In the 1920s, unregulated recreational fishing of grunion caused definite signs of depletion, resulting in a California regulation passed in 1927 that established a closed season of three months from April until June. Grunion stocks improved and in 1947, the closed season was shortened to April and May. In 2022, this closure was returned to its original length of April through June to protect grunion during their peak spawning period, over concern for a population decline.

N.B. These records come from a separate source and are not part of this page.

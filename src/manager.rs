//! Append-only, indexed block manager.
//!
//! Single file, single writer, many readers. The in-memory
//! `block_id -> BlockLocation` index is the only source of truth for
//! "which offset holds the current version of this id"; it is rebuilt
//! from scratch by [`scan`] whenever a fresh manager is opened.
//!
//! # Concurrency
//! Writers serialize on `writer: Mutex<WriterState>`, which holds the
//! manager's own tracked end-of-file offset — the OS file cursor is
//! never trusted, since every read and write here is a positional
//! (`pread`/`pwrite`) operation addressed by an explicit offset. The
//! index lives behind an `RwLock` so concurrent readers never block each
//! other; only the final insert after a successful write takes the
//! write guard.

use crate::block::{self, Block, BLOCK_OVERHEAD, HEADER_MAGIC};
use crate::cancel::{self, CancelToken};
use crate::error::{BlockError, FramingError, Result};
use std::collections::HashMap;
use std::fs::{File, OpenOptions};
use std::io;
use std::os::unix::fs::FileExt;
use std::path::Path;
use std::sync::atomic::{AtomicU64, Ordering};
use std::sync::{Mutex, RwLock};
use tracing::{debug, trace, warn};

/// Transient pointer into the file: where a block starts and how many
/// bytes (header + payload + footer) it occupies.
#[derive(Debug, Clone, Copy, PartialEq, Eq)]
pub struct BlockLocation {
    pub offset: u64,
    pub total_length: u64,
}

#[derive(Debug, Clone, Copy, PartialEq, Eq)]
pub enum Mode {
    Writable,
    ReadOnly,
}

/// Configuration accepted at `open()` time. There is no global
/// configuration singleton in this crate — every manager instance is
/// configured independently.
#[derive(Debug, Clone, Copy, Default)]
pub struct ManagerOptions {
    pub create_if_missing: bool,
}

/// Observable counters for the scan/append path, exposed so callers can
/// tell whether the index they are trusting came out of a clean file or
/// one with skipped corruption.
#[derive(Debug, Default)]
pub struct Stats {
    blocks_indexed: AtomicU64,
    corrupt_regions_skipped: AtomicU64,
    bytes_scanned: AtomicU64,
}

#[derive(Debug, Clone, Copy, PartialEq, Eq, Default)]
pub struct StatsSnapshot {
    pub blocks_indexed: u64,
    pub corrupt_regions_skipped: u64,
    pub bytes_scanned: u64,
}

impl Stats {
    fn snapshot(&self) -> StatsSnapshot {
        StatsSnapshot {
            blocks_indexed: self.blocks_indexed.load(Ordering::Relaxed),
            corrupt_regions_skipped: self.corrupt_regions_skipped.load(Ordering::Relaxed),
            bytes_scanned: self.bytes_scanned.load(Ordering::Relaxed),
        }
    }
}

struct WriterState {
    next_offset: u64,
}

/// Result of a full forward scan of the file.
struct ScanResult {
    index: HashMap<i64, BlockLocation>,
    /// Offset one past the last fully-valid block found — where the next
    /// write should land, discarding any unrecoverable trailing bytes.
    valid_end: u64,
    corrupt_regions_skipped: u64,
    bytes_scanned: u64,
}

/// Scan `file` from offset 0, tolerating corruption by byte-skipping
/// until the next header magic is found. Later-offset occurrences of a
/// `block_id` overwrite earlier ones, since append order is the
/// authoritative version order.
fn scan(file: &File) -> io::Result<ScanResult> {
    let file_len = file.metadata()?.len();
    let mut index: HashMap<i64, BlockLocation> = HashMap::new();
    let mut pos: u64 = 0;
    let mut valid_end: u64 = 0;
    let mut corrupt_regions_skipped: u64 = 0;

    while pos + 8 <= file_len {
        let mut magic_probe = [0u8; 8];
        file.read_exact_at(&mut magic_probe, pos)?;
        if magic_probe != HEADER_MAGIC {
            pos += 1;
            continue;
        }

        // Candidate header magic found. Try the 41-byte header first —
        // cheapest validation before committing to a payload-sized read.
        if pos + 41 > file_len {
            break; // trailing partial header; nothing more to scan.
        }
        let mut header_buf = [0u8; 41];
        file.read_exact_at(&mut header_buf, pos)?;

        let payload_len = u64::from_le_bytes(header_buf[29..37].try_into().unwrap());
        if payload_len > block::MAX_PAYLOAD_LEN {
            corrupt_regions_skipped += 1;
            pos += 1;
            continue;
        }

        let total_len = BLOCK_OVERHEAD + payload_len;
        if pos + total_len > file_len {
            // Header looked plausible but the declared payload runs past
            // EOF — a truncated trailing block. Stop; nothing after this
            // is a complete block.
            break;
        }

        let mut full = vec![0u8; total_len as usize];
        file.read_exact_at(&mut full, pos)?;

        match block::decode(&full) {
            Ok(b) => {
                index.insert(b.block_id, BlockLocation { offset: pos, total_length: total_len });
                pos += total_len;
                valid_end = pos;
            }
            Err(_) => {
                // Header magic matched by coincidence, or payload/footer
                // failed validation. Step forward one byte and keep
                // looking for the next real header.
                corrupt_regions_skipped += 1;
                pos += 1;
            }
        }
    }

    Ok(ScanResult {
        index,
        valid_end,
        corrupt_regions_skipped,
        bytes_scanned: file_len,
    })
}

/// A single append-only file plus its in-memory index.
pub struct BlockManager {
    file: File,
    mode: Mode,
    writer: Mutex<WriterState>,
    index: RwLock<HashMap<i64, BlockLocation>>,
    stats: Stats,
}

impl BlockManager {
    /// Open `path`, scanning it to rebuild the index if it already has
    /// content. Pass `ManagerOptions { create_if_missing: true }` to
    /// create an empty file rather than failing when it is absent.
    pub fn open<P: AsRef<Path>>(path: P, mode: Mode, opts: ManagerOptions) -> Result<Self> {
        let path = path.as_ref();
        let file = match mode {
            Mode::Writable => OpenOptions::new()
                .read(true)
                .write(true)
                .create(opts.create_if_missing)
                .open(path)?,
            Mode::ReadOnly => OpenOptions::new().read(true).open(path)?,
        };

        let scanned = scan(&file)?;
        debug!(
            blocks = scanned.index.len(),
            corrupt_regions_skipped = scanned.corrupt_regions_skipped,
            valid_end = scanned.valid_end,
            "opened block manager, index rebuilt by scan"
        );

        if mode == Mode::Writable {
            // Discard any unrecoverable trailing bytes past the last
            // fully-valid block so future appends land cleanly.
            file.set_len(scanned.valid_end)?;
        }

        let stats = Stats::default();
        stats.blocks_indexed.store(scanned.index.len() as u64, Ordering::Relaxed);
        stats
            .corrupt_regions_skipped
            .store(scanned.corrupt_regions_skipped, Ordering::Relaxed);
        stats.bytes_scanned.store(scanned.bytes_scanned, Ordering::Relaxed);

        Ok(Self {
            file,
            mode,
            writer: Mutex::new(WriterState { next_offset: scanned.valid_end }),
            index: RwLock::new(scanned.index),
            stats,
        })
    }

    pub fn mode(&self) -> Mode {
        self.mode
    }

    pub fn stats(&self) -> StatsSnapshot {
        self.stats.snapshot()
    }

    /// Append `block`, update the index, and return its location.
    pub fn write_block(&self, block: &Block, cancel: Option<&CancelToken>) -> Result<BlockLocation> {
        if self.mode == Mode::ReadOnly {
            return Err(BlockError::PermissionError);
        }
        cancel::check(cancel)?;

        let encoded = block::encode(block)?;
        let total_length = encoded.len() as u64;

        let mut writer = self.writer.lock().expect("writer mutex poisoned");
        let offset = writer.next_offset;

        cancel::check(cancel)?;
        self.file.write_all_at(&encoded, offset)?;
        writer.next_offset = offset + total_length;
        drop(writer);

        let location = BlockLocation { offset, total_length };
        self.index.write().expect("index lock poisoned").insert(block.block_id, location);
        self.stats.blocks_indexed.fetch_add(1, Ordering::Relaxed);

        trace!(block_id = block.block_id, offset, total_length, "wrote block");
        Ok(location)
    }

    /// Look up `block_id`'s current location, then read and decode it.
    pub fn read_block(&self, block_id: i64, cancel: Option<&CancelToken>) -> Result<Block> {
        cancel::check(cancel)?;
        let location = self.location_of(block_id)?;
        self.read_at_location(location, cancel)
    }

    pub fn location_of(&self, block_id: i64) -> Result<BlockLocation> {
        self.index
            .read()
            .expect("index lock poisoned")
            .get(&block_id)
            .copied()
            .ok_or(BlockError::NotFound(block_id))
    }

    pub fn read_at_location(&self, location: BlockLocation, cancel: Option<&CancelToken>) -> Result<Block> {
        cancel::check(cancel)?;
        let file_len = self.file.metadata()?.len();
        if location.offset + location.total_length > file_len {
            return Err(BlockError::Framing(FramingError::Truncated));
        }
        let mut buf = vec![0u8; location.total_length as usize];
        self.file.read_exact_at(&mut buf, location.offset)?;
        cancel::check(cancel)?;
        match block::decode(&buf) {
            Ok(b) => Ok(b),
            Err(e) => {
                warn!(block_id_hint = ?location, error = %e, "read_block decode failed");
                Err(e)
            }
        }
    }

    /// Rebuild the location list from scratch by rescanning the file,
    /// returned in offset order. Does not mutate the live index.
    pub fn scan_file(&self) -> Result<Vec<BlockLocation>> {
        let scanned = scan(&self.file)?;
        let mut locations: Vec<BlockLocation> = scanned.index.into_values().collect();
        locations.sort_by_key(|l| l.offset);
        Ok(locations)
    }

    pub fn get_block_locations(&self) -> HashMap<i64, BlockLocation> {
        self.index.read().expect("index lock poisoned").clone()
    }

    /// Flush and release the file. Consumes `self`, matching the
    /// Open -> Closed transition: there is no way to call any other
    /// operation on a manager after this.
    pub fn close(self) -> Result<()> {
        self.file.sync_all()?;
        Ok(())
    }
}
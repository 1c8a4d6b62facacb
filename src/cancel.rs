//! Cooperative cancellation token.
//!
//! Every suspendable operation in this crate (`write_block`, `read_block`,
//! `scan`, checkpoint and hash-chain operations) accepts an optional
//! `&CancelToken`. A cancelled token does not interrupt anything by
//! itself — callers must check it at the documented suspension points —
//! but it gives a caller on another thread a way to ask an in-flight
//! operation to stop at the next safe point.

use std::sync::atomic::{AtomicBool, Ordering};
use std::sync::Arc;

#[derive(Debug, Clone, Default)]
pub struct CancelToken {
    flag: Arc<AtomicBool>,
}

impl CancelToken {
    pub fn new() -> Self {
        Self::default()
    }

    pub fn cancel(&self) {
        self.flag.store(true, Ordering::SeqCst);
    }

    pub fn is_cancelled(&self) -> bool {
        self.flag.load(Ordering::SeqCst)
    }
}

/// Check `token` (if any) and return `Err(Cancelled)` if it has fired.
pub fn check(token: Option<&CancelToken>) -> crate::error::Result<()> {
    if let Some(t) = token {
        if t.is_cancelled() {
            return Err(crate::error::BlockError::Cancelled);
        }
    }
    Ok(())
}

The periodic appearance of the grunion on Southern California beaches is known as a "grunion run". No fishing license is required for watching the runs. However, to catch grunion, a fishing license is required for persons 16 years and older, and the fish may be taken using bare hands only. No gear of any kind may be used to catch grunion, and no holes may be dug in the beach to entrap them. Grunion may be taken on specified dates in March, July, and August, but not during April, May or June. The limit is 30 grunion per person, but fishermen should take only what they can use, as under Californian law, wasting fish is unlawful. The sport of catching can be combined with "catch and release", as these fish will survive if handled gently and quickly returned to the ocean. With these regulations, the resource may be conserved for future generations to enjoy.

==History==

The coastal Native Americans in California harvested grunion during spawning runs. Archeologists have found fossil grunion otoliths (tiny, bonelike particles or stony, plate-like structures in the internal ear of lower vertebrates) at various Native American campsites.

Grunion were mentioned by Spanish explorer Juan Rodríguez Cabrillo in his ship's log dated around 1542.

Scientists first identified grunion from a market specimen bought in San Francisco in 1860.